Regional and national differences in wastewater treatment simulation frameworks arise from differences in regulatory requirements, infrastructure configurations, energy costs, environmental conditions, operational protocols, and influent characteristics; underscoring the necessity of adaptable frameworks [
8]. However, the proposed system is inherently modular and designed for calibration and validation against site-specific datasets, enabling tailored adjustment of critical components, such as blower performance curves, hydraulic network representations, operational constraints, and demand profiles. This makes it easier to align with diverse regional and national conditions, thereby enhancing its applicability and robustness across varied operational settings.

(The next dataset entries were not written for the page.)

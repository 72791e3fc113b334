//! The per-connection state machine.
//!
//! Strictly sequential per accepted socket:
//! admit → filter-ip → sniff → filter-player → resolve → wake → dial →
//! splice → account. Every failure closes this connection only, records a
//! metric labeled with the error kind and hostname, and never propagates
//! to other connections or the route table.

use std::net::SocketAddr;
use std::sync::Arc;

use tokio::io::AsyncWriteExt;
use tokio::net::TcpStream;
use tracing::{debug, info, warn};
use uuid::Uuid;

use hoppergate_common::config::{ProxyProtocolSettings, TimeoutSettings};
use hoppergate_common::error::ProxyError;

use crate::connection::proxy_header::{encode_header, ProxyProtocolVersion};
use crate::connection::splice::splice;
use crate::filter::{IpFilter, PlayerFilter};
use crate::limiter::ConnectionLimiter;
use crate::metrics;
use crate::notify::{ConnectionEvent, ConnectionNotifier};
use crate::protocol::packets::login_disconnect;
use crate::protocol::{handshake, SniffResult, Sniffed};
use crate::routing::RouteFinder;
use crate::scaler::DownScaler;
use crate::wake::WakeCoordinator;

/// Shared dependencies for every connection handler, built once at
/// startup and passed by reference.
pub struct ConnectionContext {
    pub routes: Arc<dyn RouteFinder>,
    pub limiter: Arc<ConnectionLimiter>,
    pub ip_filter: Arc<IpFilter>,
    pub player_filter: Arc<PlayerFilter>,
    pub wake: Arc<WakeCoordinator>,
    pub scaler: Arc<DownScaler>,
    pub notifier: Arc<dyn ConnectionNotifier>,
    pub timeouts: TimeoutSettings,
    pub proxy_protocol: ProxyProtocolSettings,
    pub disconnect_reason: String,
}

/// Decrements the backend counter and the active gauge exactly once, even
/// when the handler task is aborted mid-splice.
struct ActiveGuard {
    scaler: Arc<DownScaler>,
    waker_id: Option<String>,
}

impl ActiveGuard {
    fn new(scaler: Arc<DownScaler>, waker_id: Option<String>) -> Self {
        metrics::ACTIVE_CONNECTIONS.inc();
        if let Some(id) = &waker_id {
            scaler.on_connected(id);
        }
        Self { scaler, waker_id }
    }
}

impl Drop for ActiveGuard {
    fn drop(&mut self) {
        metrics::ACTIVE_CONNECTIONS.dec();
        if let Some(id) = &self.waker_id {
            self.scaler.on_disconnected(id);
        }
    }
}

/// Handle one accepted client socket from admission to teardown.
pub async fn handle_connection(ctx: Arc<ConnectionContext>, stream: TcpStream, peer: SocketAddr) {
    // Admit: rejected connections are dropped without reading a byte.
    let Some(_permit) = ctx.limiter.admit(peer.ip()) else {
        metrics::ADMISSION_REJECTED_TOTAL.inc();
        return;
    };

    let session_id = Uuid::new_v4();
    match run(&ctx, stream, peer, session_id).await {
        Ok(Outcome::Proxied) => {
            metrics::CONNECTIONS_TOTAL.with_label_values(&["proxied"]).inc();
        }
        Ok(Outcome::LegacyPing) => {
            metrics::CONNECTIONS_TOTAL
                .with_label_values(&["legacy_ping"])
                .inc();
        }
        Err(failure) => {
            let hostname = failure.hostname.as_deref();
            metrics::record_error(failure.error.kind(), hostname);
            match &failure.error {
                ProxyError::Internal(msg) => {
                    warn!(%session_id, client = %peer, error = %msg, "internal error");
                }
                other => {
                    debug!(
                        %session_id,
                        client = %peer,
                        hostname = hostname.unwrap_or(""),
                        kind = other.kind(),
                        error = %other,
                        "connection ended with error"
                    );
                }
            }
        }
    }
}

enum Outcome {
    Proxied,
    LegacyPing,
}

/// An error plus the normalized hostname, when it was learned before the
/// failure.
struct Failure {
    error: ProxyError,
    hostname: Option<String>,
}

impl Failure {
    fn bare(error: ProxyError) -> Self {
        Self {
            error,
            hostname: None,
        }
    }

    fn at(hostname: &str, error: ProxyError) -> Self {
        Self {
            error,
            hostname: Some(hostname.to_string()),
        }
    }
}

async fn run(
    ctx: &ConnectionContext,
    mut stream: TcpStream,
    peer: SocketAddr,
    session_id: Uuid,
) -> Result<Outcome, Failure> {
    // Filter-IP: close silently.
    if !ctx.ip_filter.permits(peer.ip()) {
        return Err(Failure::bare(ProxyError::Filtered("ip")));
    }

    // Sniff: decode the handshake under the read deadline.
    let sniffed = match tokio::time::timeout(ctx.timeouts.sniff(), handshake::sniff(&mut stream))
        .await
    {
        Ok(Ok(SniffResult::Handshake(sniffed))) => sniffed,
        Ok(Ok(SniffResult::LegacyPing { hostname })) => {
            debug!(%session_id, client = %peer, hostname = ?hostname, "legacy ping, closing");
            return Ok(Outcome::LegacyPing);
        }
        Ok(Err(e)) => {
            return Err(Failure::bare(ProxyError::BadClient(format!(
                "handshake sniff failed: {e}"
            ))));
        }
        Err(_) => {
            return Err(Failure::bare(ProxyError::BadClient(
                "handshake sniff timed out".to_string(),
            )));
        }
    };

    let hostname = ctx.routes.normalize_key(&sniffed.handshake.server_address);

    // Filter-player: reject with a proper disconnect packet.
    if let Some(player) = &sniffed.player_name {
        if ctx.player_filter.is_active() && !ctx.player_filter.permits(player) {
            let packet = login_disconnect(&ctx.disconnect_reason);
            let _ = stream.write_all(&packet).await;
            let _ = stream.shutdown().await;

            let mut event = ConnectionEvent::new(session_id, peer.to_string());
            event.hostname = Some(hostname.clone());
            event.player_name = Some(player.clone());
            event.reason = Some("filtered".to_string());
            ctx.notifier.disconnected(&event).await;

            return Err(Failure::at(&hostname, ProxyError::Filtered("player")));
        }
    }

    // Resolve.
    let Some(route) = ctx.routes.lookup(&sniffed.handshake.server_address) else {
        return Err(Failure::at(&hostname, ProxyError::NoRoute(hostname.clone())));
    };

    // Wake: only routes with a bound waker can be sleeping.
    if let Some(waker_id) = &route.waker_id {
        ctx.wake
            .ensure_ready(waker_id, &route.backend)
            .await
            .map_err(|e| {
                Failure::at(
                    &hostname,
                    ProxyError::WakeFailed {
                        backend: route.backend.clone(),
                        reason: e.to_string(),
                    },
                )
            })?;
    }

    // Dial.
    let backend_stream =
        match tokio::time::timeout(ctx.timeouts.connect(), TcpStream::connect(&route.backend))
            .await
        {
            Ok(Ok(conn)) => conn,
            Ok(Err(e)) => {
                return Err(Failure::at(
                    &hostname,
                    ProxyError::DialFailed {
                        backend: route.backend.clone(),
                        source: e,
                    },
                ));
            }
            Err(_) => {
                return Err(Failure::at(
                    &hostname,
                    ProxyError::DialFailed {
                        backend: route.backend.clone(),
                        source: std::io::Error::new(
                            std::io::ErrorKind::TimedOut,
                            "connect timed out",
                        ),
                    },
                ));
            }
        };

    let _ = stream.set_nodelay(true);
    let _ = backend_stream.set_nodelay(true);

    info!(
        %session_id,
        client = %peer,
        hostname = %hostname,
        backend = %route.backend,
        player = sniffed.player_name.as_deref().unwrap_or(""),
        "proxying connection"
    );

    relay(ctx, stream, backend_stream, peer, session_id, &hostname, &route, &sniffed).await
}

async fn relay(
    ctx: &ConnectionContext,
    stream: TcpStream,
    mut backend_stream: TcpStream,
    peer: SocketAddr,
    session_id: Uuid,
    hostname: &str,
    route: &crate::routing::RouteMatch,
    sniffed: &Sniffed,
) -> Result<Outcome, Failure> {
    // Optional PROXY protocol header, then the captured handshake bytes,
    // byte-for-byte as the client sent them. Routes can override the
    // service-wide PROXY protocol setting.
    if route.proxy_protocol.unwrap_or(ctx.proxy_protocol.enabled) {
        if let Some(version) = ProxyProtocolVersion::from_config(ctx.proxy_protocol.version) {
            let local = stream.local_addr().map_err(|e| {
                Failure::at(hostname, ProxyError::Internal(format!("local_addr: {e}")))
            })?;
            let header = encode_header(version, peer, local);
            backend_stream.write_all(&header).await.map_err(|e| {
                Failure::at(
                    hostname,
                    ProxyError::DialFailed {
                        backend: route.backend.clone(),
                        source: e,
                    },
                )
            })?;
        }
    }

    backend_stream
        .write_all(&sniffed.captured)
        .await
        .map_err(|e| {
            Failure::at(
                hostname,
                ProxyError::DialFailed {
                    backend: route.backend.clone(),
                    source: e,
                },
            )
        })?;

    // Account: increment at splice entry, decrement when both copies
    // finish (the guard survives task abort during shutdown).
    let guard = ActiveGuard::new(Arc::clone(&ctx.scaler), route.waker_id.clone());

    let mut event = ConnectionEvent::new(session_id, peer.to_string());
    event.hostname = Some(hostname.to_string());
    event.backend = Some(route.backend.clone());
    event.player_name = sniffed.player_name.clone();
    ctx.notifier.connected(&event).await;

    let summary = splice(
        stream,
        backend_stream,
        ctx.timeouts.idle(),
        ctx.timeouts.max_lifetime(),
    )
    .await;

    drop(guard);

    let mut event = ConnectionEvent::new(session_id, peer.to_string());
    event.hostname = Some(hostname.to_string());
    event.backend = Some(route.backend.clone());
    event.player_name = sniffed.player_name.clone();

    debug!(
        %session_id,
        to_backend = summary.client_to_backend,
        to_client = summary.backend_to_client,
        "splice finished"
    );

    match summary.error {
        Some(error) if !summary.expired => {
            event.reason = Some("relay_aborted".to_string());
            ctx.notifier.disconnected(&event).await;
            Err(Failure::at(hostname, ProxyError::RelayAborted(error)))
        }
        _ => {
            if summary.expired {
                event.reason = Some("lifetime_expired".to_string());
            }
            ctx.notifier.disconnected(&event).await;
            Ok(Outcome::Proxied)
        }
    }
}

Despite these constraints, the comparative study of GS and SBO remains informative. GS offers an exhaustive baseline that identifies near-optimal points in simple cases but scales poorly as the number of blowers or grid resolution grows. SBO, by contrast, consistently achieved similar or better energy-saving outcomes with far fewer evaluations and much shorter runtimes. Its ability to sample the decision space adaptively rather than exhaustively enabled it to find smoother and more efficient operating trajectories [
26].
The significant reduction in computational effort with Safe Bayesian Optimization (SBO) enables its integration into supervisory control systems where frequent re-optimization is necessary, such as during diurnal demand changes or variable blower availability. SBO’s ability to converge within seconds allows direct embedding into existing SCADA and PLC infrastructure, facilitating near-real-time adjustments of blower speeds and airflow distribution with minimal computational load. This responsiveness supports a more agile, data-driven equipment-level optimization that can dynamically complement traditional dissolved oxygen control strategies, enhancing both operational efficiency and energy savings in wastewater treatment plants.